:: What you will do ::
The lines to copy from the data below are those that hold the string "InvalidProfile".

:: Source material ::

+-------+

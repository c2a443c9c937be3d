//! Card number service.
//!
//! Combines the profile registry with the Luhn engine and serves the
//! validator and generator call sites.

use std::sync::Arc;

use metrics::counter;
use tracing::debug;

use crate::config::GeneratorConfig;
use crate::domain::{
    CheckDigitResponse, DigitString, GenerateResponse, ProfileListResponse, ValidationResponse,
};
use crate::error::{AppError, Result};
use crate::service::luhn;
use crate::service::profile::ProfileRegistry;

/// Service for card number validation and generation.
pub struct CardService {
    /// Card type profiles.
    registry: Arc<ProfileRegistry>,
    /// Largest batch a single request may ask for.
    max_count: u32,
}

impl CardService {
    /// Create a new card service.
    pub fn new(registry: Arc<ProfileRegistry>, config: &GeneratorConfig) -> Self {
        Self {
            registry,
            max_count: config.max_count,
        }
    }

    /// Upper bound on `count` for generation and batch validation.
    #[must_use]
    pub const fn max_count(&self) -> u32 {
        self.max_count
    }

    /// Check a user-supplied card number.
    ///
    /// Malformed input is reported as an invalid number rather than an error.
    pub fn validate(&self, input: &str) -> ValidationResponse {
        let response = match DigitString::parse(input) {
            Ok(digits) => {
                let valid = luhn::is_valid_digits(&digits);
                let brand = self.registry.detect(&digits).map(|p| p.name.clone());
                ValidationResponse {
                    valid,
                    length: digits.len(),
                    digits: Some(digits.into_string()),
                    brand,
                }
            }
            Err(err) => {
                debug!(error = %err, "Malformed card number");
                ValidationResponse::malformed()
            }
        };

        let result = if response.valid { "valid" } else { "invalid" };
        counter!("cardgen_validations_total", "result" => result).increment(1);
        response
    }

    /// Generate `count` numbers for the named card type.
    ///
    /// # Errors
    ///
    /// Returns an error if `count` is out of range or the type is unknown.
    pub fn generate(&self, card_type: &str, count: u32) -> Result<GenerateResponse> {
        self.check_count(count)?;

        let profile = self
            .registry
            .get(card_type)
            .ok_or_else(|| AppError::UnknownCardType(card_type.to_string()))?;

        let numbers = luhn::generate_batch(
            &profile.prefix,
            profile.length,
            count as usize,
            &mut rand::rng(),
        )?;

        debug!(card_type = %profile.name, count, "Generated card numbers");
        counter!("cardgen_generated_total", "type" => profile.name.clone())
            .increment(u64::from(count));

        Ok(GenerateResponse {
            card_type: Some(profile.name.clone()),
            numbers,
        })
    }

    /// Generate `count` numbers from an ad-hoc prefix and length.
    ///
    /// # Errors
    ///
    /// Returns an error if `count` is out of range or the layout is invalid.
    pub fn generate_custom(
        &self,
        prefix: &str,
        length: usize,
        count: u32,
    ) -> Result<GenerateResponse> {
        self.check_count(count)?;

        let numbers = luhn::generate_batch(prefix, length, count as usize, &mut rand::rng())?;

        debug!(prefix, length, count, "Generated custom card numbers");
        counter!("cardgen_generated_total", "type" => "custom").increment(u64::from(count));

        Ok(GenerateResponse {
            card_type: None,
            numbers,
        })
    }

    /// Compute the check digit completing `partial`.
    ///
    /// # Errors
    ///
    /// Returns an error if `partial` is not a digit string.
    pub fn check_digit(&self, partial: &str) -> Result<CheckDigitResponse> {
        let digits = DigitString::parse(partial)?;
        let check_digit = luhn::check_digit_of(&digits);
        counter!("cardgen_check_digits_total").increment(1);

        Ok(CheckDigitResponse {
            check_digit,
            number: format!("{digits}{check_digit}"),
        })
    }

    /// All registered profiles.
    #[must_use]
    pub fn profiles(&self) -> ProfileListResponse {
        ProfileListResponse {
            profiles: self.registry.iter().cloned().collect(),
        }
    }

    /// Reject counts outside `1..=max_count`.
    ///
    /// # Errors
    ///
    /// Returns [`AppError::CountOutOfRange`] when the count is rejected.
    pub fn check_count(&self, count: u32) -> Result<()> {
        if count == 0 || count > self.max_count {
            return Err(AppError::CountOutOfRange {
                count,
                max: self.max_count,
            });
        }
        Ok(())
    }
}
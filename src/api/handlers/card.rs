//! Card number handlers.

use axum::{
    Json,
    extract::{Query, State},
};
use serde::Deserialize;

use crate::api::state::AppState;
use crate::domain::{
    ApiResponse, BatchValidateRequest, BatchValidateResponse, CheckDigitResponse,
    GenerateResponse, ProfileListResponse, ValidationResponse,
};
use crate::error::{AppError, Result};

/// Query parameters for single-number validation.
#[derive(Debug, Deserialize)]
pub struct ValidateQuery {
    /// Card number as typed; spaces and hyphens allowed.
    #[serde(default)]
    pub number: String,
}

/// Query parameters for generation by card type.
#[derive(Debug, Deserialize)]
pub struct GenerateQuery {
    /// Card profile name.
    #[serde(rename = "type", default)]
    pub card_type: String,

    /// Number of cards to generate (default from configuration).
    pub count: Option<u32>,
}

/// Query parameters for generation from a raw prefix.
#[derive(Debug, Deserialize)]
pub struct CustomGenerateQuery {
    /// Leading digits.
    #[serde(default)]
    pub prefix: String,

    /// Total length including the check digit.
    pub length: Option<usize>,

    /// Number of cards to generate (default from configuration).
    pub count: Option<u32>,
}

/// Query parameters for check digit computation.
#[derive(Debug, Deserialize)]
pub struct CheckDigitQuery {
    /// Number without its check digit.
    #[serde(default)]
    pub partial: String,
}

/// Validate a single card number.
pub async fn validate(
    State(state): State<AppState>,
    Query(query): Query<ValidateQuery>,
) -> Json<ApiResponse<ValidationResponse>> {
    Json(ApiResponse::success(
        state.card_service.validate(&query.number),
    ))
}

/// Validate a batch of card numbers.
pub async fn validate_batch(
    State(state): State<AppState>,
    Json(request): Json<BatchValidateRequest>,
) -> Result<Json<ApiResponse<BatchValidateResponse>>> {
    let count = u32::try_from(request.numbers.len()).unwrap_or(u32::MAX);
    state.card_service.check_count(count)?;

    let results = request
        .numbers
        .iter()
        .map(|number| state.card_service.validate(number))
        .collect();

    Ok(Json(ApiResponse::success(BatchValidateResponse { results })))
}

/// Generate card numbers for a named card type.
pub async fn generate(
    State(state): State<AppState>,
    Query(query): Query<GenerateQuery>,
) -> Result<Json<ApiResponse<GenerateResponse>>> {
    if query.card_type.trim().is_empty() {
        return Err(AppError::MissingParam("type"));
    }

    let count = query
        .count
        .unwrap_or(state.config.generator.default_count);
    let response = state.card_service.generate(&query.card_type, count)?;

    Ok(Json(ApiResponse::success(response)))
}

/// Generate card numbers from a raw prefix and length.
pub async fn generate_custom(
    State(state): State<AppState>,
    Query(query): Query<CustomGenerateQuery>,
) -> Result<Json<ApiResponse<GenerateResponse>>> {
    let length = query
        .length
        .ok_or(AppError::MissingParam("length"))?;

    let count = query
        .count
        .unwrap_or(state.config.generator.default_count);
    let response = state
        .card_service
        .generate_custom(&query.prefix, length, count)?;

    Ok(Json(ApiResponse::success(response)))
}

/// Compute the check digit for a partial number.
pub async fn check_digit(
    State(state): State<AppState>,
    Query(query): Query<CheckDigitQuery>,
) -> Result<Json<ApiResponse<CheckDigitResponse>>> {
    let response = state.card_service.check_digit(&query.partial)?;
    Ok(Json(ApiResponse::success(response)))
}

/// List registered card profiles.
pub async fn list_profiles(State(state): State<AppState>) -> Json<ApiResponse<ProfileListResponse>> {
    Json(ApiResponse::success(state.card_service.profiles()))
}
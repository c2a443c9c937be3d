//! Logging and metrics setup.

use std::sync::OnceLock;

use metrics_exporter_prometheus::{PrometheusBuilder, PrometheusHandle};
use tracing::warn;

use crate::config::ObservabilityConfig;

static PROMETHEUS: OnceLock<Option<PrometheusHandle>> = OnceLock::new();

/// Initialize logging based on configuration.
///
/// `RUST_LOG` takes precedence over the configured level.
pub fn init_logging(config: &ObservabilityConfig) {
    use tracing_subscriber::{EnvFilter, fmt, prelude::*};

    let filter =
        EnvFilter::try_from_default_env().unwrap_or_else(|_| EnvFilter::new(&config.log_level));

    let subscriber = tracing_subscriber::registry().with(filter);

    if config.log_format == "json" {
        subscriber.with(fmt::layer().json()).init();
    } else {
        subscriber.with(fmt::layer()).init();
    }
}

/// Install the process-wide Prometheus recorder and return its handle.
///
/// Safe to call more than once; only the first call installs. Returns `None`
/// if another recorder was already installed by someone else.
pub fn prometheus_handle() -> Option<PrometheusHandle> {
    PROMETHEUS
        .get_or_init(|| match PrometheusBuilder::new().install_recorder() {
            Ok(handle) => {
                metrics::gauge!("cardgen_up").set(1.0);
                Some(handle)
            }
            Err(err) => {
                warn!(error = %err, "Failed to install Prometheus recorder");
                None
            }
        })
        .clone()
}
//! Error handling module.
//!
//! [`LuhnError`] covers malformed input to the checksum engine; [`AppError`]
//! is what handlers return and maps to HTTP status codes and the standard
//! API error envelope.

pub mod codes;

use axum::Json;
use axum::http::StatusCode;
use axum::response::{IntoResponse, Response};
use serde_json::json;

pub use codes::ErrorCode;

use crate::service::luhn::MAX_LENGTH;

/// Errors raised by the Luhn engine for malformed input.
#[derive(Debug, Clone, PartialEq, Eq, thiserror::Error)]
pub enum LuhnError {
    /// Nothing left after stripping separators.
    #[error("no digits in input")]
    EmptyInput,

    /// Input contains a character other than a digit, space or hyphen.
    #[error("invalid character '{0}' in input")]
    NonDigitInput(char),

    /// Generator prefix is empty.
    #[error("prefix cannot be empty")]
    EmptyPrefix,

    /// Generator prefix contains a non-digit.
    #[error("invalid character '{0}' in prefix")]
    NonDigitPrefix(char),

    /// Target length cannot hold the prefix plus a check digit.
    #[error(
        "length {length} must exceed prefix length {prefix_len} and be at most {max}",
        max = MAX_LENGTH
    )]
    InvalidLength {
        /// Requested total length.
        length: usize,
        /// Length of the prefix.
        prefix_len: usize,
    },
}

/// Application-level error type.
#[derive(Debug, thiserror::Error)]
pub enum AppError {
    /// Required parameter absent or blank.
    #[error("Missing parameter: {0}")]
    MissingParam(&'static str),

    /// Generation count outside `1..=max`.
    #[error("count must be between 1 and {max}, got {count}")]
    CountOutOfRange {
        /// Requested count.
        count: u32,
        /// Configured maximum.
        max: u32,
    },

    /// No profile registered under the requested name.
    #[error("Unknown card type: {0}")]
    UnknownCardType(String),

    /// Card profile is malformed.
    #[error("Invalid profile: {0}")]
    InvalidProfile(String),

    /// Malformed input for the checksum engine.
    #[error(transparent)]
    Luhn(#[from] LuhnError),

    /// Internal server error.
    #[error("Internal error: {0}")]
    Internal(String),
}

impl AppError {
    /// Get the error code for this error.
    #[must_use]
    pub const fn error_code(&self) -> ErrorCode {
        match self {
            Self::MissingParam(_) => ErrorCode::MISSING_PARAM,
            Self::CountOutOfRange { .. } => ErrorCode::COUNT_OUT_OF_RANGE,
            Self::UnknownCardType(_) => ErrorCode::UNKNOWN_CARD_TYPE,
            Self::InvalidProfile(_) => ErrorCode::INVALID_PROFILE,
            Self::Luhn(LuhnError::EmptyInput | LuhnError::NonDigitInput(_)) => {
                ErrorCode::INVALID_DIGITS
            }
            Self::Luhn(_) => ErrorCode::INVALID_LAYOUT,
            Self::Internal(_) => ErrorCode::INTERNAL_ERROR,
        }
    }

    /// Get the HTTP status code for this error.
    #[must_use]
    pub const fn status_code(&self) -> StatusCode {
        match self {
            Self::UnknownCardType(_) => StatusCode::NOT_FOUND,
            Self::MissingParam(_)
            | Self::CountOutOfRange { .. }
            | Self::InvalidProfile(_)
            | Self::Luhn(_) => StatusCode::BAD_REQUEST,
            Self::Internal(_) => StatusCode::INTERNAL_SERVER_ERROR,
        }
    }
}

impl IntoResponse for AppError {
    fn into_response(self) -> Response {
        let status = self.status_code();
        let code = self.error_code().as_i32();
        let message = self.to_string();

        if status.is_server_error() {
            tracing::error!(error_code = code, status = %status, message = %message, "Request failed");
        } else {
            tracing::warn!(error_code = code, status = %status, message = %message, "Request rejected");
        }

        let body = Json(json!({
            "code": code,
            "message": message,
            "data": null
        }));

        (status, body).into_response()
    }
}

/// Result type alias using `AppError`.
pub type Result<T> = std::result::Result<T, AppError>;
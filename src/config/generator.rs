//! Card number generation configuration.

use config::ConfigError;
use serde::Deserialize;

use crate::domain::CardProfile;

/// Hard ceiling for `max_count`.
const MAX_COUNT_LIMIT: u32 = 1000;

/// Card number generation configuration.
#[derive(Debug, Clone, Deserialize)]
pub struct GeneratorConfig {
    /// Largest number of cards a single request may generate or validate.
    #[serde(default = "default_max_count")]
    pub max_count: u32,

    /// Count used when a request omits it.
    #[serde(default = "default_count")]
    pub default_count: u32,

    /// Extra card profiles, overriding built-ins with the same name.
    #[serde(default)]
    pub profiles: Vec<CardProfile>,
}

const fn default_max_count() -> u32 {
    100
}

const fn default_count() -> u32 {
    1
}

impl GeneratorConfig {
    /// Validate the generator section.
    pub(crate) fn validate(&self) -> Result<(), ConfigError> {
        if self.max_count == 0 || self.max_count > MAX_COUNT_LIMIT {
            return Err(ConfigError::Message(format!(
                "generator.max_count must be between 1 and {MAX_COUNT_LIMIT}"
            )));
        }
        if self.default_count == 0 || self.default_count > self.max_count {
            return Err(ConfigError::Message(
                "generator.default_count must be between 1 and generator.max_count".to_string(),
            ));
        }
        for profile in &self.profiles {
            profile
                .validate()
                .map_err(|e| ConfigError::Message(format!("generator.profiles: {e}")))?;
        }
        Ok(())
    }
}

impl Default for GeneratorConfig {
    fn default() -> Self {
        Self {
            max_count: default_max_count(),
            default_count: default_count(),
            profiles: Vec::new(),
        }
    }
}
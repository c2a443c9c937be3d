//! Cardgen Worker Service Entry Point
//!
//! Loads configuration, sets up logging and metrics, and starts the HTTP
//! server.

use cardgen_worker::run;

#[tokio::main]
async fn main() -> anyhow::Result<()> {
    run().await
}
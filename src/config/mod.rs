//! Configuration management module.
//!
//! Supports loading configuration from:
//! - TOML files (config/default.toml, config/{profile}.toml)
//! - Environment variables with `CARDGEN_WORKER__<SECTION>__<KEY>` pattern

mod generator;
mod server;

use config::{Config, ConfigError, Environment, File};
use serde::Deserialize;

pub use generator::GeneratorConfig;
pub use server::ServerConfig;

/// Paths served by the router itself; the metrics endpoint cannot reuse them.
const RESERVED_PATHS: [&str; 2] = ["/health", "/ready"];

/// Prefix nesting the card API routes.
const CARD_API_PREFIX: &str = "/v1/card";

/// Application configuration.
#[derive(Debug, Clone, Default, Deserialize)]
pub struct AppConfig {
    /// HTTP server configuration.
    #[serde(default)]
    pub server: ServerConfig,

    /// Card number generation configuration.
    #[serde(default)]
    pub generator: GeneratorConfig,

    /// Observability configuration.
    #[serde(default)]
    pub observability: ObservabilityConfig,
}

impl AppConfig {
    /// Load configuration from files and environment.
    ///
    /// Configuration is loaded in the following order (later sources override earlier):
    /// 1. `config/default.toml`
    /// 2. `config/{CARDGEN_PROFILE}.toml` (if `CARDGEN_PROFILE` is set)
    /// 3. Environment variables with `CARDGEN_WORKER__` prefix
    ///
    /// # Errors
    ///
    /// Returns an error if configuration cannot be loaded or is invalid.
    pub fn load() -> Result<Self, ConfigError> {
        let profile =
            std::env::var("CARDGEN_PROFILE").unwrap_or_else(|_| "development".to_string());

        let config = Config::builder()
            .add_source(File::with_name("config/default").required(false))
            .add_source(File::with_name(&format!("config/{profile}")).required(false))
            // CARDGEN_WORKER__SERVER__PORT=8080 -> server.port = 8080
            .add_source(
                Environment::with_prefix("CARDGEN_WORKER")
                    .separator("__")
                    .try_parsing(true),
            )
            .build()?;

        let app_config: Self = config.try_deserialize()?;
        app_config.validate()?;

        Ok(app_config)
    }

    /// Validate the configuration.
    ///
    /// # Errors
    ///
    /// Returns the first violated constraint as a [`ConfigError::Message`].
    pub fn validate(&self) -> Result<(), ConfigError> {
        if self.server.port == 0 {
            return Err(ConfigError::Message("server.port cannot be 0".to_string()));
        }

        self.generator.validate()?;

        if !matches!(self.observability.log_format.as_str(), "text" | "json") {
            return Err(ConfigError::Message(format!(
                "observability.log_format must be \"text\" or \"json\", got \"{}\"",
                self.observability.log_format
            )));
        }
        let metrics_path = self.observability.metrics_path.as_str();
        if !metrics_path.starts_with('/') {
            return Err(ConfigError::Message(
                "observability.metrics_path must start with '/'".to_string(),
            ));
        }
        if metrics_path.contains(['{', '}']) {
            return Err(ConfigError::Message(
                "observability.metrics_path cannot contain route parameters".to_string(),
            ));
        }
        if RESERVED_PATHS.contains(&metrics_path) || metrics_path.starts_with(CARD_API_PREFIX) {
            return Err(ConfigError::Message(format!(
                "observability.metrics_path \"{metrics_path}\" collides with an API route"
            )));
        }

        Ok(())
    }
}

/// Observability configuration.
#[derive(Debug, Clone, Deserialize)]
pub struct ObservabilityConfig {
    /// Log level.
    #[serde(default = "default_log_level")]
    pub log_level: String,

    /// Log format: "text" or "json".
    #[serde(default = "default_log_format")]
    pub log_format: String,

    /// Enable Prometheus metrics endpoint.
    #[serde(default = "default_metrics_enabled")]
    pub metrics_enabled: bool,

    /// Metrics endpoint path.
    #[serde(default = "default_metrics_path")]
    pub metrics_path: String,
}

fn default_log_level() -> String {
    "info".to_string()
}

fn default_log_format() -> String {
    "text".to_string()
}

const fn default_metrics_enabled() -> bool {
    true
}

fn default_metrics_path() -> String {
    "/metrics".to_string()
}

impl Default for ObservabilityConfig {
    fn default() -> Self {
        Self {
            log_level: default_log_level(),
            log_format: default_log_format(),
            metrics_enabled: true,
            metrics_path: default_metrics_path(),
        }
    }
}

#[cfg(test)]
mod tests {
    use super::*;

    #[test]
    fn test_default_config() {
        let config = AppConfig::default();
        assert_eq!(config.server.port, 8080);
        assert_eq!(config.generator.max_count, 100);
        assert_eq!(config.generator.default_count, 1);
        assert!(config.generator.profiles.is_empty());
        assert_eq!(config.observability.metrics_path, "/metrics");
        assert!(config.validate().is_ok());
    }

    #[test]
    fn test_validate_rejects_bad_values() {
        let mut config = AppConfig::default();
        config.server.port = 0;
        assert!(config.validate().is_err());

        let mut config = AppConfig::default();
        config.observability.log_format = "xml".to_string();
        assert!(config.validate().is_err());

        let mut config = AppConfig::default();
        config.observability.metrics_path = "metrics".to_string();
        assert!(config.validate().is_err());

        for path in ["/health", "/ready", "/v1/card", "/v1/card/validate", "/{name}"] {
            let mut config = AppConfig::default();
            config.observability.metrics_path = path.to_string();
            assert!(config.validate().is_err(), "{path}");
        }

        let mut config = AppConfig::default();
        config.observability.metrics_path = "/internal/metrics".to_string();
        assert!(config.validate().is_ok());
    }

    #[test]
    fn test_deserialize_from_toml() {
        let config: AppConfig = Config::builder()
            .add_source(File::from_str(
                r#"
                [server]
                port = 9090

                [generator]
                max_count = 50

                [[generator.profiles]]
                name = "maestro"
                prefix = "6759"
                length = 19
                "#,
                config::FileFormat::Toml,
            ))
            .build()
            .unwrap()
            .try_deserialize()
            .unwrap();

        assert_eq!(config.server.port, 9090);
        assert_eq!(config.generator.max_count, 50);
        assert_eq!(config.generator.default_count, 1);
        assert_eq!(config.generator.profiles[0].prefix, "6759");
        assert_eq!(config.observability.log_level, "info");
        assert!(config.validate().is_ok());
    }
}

+-------+

:: Answer to the exercise ::
    InvalidProfile(String),
            Self::InvalidProfile(_) => ErrorCode::INVALID_PROFILE,
            | Self::InvalidProfile(_)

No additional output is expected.